| Saved data entries |
◇ ◇ ◇ ◇
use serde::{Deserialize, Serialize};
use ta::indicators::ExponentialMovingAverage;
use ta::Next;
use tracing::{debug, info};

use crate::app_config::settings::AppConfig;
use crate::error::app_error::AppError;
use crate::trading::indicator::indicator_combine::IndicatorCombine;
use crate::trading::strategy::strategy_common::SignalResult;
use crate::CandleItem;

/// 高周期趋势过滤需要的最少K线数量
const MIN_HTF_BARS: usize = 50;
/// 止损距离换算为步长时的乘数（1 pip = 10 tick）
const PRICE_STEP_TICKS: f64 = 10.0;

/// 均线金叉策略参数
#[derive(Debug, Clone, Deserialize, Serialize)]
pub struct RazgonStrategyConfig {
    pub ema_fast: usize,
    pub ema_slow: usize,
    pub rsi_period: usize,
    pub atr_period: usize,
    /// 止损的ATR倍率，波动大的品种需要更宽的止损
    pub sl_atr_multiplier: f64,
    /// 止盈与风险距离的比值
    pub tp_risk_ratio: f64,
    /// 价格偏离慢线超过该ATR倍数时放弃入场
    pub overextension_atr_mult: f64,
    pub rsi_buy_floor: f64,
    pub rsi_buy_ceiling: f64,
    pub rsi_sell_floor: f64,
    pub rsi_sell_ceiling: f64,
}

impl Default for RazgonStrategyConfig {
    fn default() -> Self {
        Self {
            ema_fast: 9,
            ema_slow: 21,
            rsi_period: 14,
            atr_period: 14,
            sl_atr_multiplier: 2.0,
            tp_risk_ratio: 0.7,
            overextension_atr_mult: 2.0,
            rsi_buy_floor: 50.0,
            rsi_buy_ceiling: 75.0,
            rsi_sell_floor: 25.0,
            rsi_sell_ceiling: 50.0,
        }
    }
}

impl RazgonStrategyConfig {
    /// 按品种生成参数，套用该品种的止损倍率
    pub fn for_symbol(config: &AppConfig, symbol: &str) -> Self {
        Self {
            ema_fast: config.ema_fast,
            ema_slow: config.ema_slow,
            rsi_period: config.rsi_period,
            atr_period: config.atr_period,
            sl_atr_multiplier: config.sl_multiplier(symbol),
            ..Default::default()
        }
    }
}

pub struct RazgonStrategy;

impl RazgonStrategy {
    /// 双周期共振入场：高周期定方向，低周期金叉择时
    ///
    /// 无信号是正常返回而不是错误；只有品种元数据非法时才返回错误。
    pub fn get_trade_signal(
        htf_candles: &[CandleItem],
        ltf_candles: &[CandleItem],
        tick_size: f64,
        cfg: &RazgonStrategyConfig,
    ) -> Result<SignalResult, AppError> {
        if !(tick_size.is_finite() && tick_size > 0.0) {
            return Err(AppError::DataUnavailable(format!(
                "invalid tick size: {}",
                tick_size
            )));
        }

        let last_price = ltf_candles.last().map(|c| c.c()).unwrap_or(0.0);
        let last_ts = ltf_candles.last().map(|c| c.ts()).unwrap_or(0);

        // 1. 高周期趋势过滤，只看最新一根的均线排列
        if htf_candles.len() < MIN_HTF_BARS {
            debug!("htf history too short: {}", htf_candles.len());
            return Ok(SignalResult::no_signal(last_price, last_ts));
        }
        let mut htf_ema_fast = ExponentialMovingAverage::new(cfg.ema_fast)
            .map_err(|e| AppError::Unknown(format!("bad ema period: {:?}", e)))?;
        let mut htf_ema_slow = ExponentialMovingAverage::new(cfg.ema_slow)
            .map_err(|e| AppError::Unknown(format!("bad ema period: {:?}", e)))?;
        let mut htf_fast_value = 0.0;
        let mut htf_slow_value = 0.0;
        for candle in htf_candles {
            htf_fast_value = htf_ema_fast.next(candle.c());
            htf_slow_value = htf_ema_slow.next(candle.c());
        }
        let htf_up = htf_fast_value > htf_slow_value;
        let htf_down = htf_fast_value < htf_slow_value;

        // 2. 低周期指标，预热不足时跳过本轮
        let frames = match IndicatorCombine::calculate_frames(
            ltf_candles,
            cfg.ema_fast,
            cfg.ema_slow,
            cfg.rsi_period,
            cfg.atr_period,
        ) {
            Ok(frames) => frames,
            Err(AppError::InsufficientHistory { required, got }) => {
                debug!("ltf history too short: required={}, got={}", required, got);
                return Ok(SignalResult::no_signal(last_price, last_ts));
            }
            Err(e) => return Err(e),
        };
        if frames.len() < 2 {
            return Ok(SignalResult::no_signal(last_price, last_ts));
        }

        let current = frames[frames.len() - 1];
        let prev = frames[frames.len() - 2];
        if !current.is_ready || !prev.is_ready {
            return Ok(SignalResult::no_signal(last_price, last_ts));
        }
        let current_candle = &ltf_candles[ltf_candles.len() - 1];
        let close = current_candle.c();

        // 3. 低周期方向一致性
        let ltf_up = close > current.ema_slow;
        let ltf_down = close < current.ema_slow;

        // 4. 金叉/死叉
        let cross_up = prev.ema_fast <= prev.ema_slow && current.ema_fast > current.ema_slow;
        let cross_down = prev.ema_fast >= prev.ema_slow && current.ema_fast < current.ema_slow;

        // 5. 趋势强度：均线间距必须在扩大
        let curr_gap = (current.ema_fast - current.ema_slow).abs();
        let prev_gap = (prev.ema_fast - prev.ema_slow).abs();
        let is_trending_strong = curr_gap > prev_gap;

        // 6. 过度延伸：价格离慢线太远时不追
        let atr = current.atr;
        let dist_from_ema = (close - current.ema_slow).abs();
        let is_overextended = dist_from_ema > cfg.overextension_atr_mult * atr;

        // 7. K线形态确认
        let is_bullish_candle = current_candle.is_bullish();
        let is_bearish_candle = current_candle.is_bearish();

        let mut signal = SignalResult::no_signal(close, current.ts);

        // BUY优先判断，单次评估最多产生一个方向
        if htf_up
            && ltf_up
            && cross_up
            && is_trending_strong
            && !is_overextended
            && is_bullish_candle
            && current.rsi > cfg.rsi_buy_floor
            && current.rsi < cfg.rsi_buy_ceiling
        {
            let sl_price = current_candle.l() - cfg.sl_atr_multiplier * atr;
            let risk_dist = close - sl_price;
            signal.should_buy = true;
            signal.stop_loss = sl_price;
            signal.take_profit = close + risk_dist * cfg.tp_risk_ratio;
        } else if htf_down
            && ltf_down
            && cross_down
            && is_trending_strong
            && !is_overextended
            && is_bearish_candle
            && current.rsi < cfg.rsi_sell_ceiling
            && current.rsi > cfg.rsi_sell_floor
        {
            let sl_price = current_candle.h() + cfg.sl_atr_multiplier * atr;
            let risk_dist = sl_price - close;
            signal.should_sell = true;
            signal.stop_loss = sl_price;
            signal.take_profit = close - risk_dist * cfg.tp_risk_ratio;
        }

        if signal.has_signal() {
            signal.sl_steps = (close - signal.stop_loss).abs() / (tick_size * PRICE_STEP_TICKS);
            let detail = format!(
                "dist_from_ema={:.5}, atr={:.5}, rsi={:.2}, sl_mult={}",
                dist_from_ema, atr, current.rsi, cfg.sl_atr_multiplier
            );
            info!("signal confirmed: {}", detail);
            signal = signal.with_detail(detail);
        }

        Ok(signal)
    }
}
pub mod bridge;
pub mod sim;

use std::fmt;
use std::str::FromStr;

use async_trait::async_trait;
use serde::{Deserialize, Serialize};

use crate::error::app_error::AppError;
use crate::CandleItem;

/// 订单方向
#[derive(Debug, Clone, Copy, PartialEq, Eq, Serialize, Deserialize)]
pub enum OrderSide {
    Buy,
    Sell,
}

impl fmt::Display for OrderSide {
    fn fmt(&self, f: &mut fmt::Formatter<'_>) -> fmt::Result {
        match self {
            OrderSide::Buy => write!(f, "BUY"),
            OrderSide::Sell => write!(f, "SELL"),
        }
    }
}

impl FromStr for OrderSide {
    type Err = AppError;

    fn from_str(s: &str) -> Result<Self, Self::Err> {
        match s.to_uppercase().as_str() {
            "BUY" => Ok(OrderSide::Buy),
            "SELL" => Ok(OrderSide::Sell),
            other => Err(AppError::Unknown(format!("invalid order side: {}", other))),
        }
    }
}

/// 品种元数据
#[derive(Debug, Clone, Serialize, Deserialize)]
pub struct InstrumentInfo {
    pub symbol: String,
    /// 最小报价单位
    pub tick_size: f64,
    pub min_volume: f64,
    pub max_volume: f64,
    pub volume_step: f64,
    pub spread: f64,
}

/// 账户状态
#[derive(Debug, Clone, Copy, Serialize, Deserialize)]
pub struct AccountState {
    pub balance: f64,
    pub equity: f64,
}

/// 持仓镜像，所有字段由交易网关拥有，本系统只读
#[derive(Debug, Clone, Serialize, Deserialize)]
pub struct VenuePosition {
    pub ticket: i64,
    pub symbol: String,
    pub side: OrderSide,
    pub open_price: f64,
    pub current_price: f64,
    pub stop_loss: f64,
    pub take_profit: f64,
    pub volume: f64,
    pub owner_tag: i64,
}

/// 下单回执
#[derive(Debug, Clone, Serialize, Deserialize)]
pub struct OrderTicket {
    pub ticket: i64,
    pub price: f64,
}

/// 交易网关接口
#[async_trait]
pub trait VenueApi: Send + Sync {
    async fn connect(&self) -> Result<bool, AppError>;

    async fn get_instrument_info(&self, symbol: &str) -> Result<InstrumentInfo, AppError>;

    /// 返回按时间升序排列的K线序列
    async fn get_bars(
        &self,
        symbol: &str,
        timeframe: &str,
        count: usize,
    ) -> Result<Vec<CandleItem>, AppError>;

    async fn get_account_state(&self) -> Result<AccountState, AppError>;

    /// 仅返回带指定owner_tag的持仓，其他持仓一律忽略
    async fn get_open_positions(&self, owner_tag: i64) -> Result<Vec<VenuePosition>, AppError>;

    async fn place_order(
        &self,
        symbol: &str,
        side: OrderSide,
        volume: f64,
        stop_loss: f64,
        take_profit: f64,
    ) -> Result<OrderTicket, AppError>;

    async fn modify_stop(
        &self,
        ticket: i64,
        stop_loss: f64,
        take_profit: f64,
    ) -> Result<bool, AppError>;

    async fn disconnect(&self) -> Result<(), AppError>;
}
◇ ◇ ◇ ◇
| Prompt |
The expected answer is a copy of each line above containing "AccountState".

| Response for this exercise |
pub struct AccountState {
    async fn get_account_state(&self) -> Result<AccountState, AppError>;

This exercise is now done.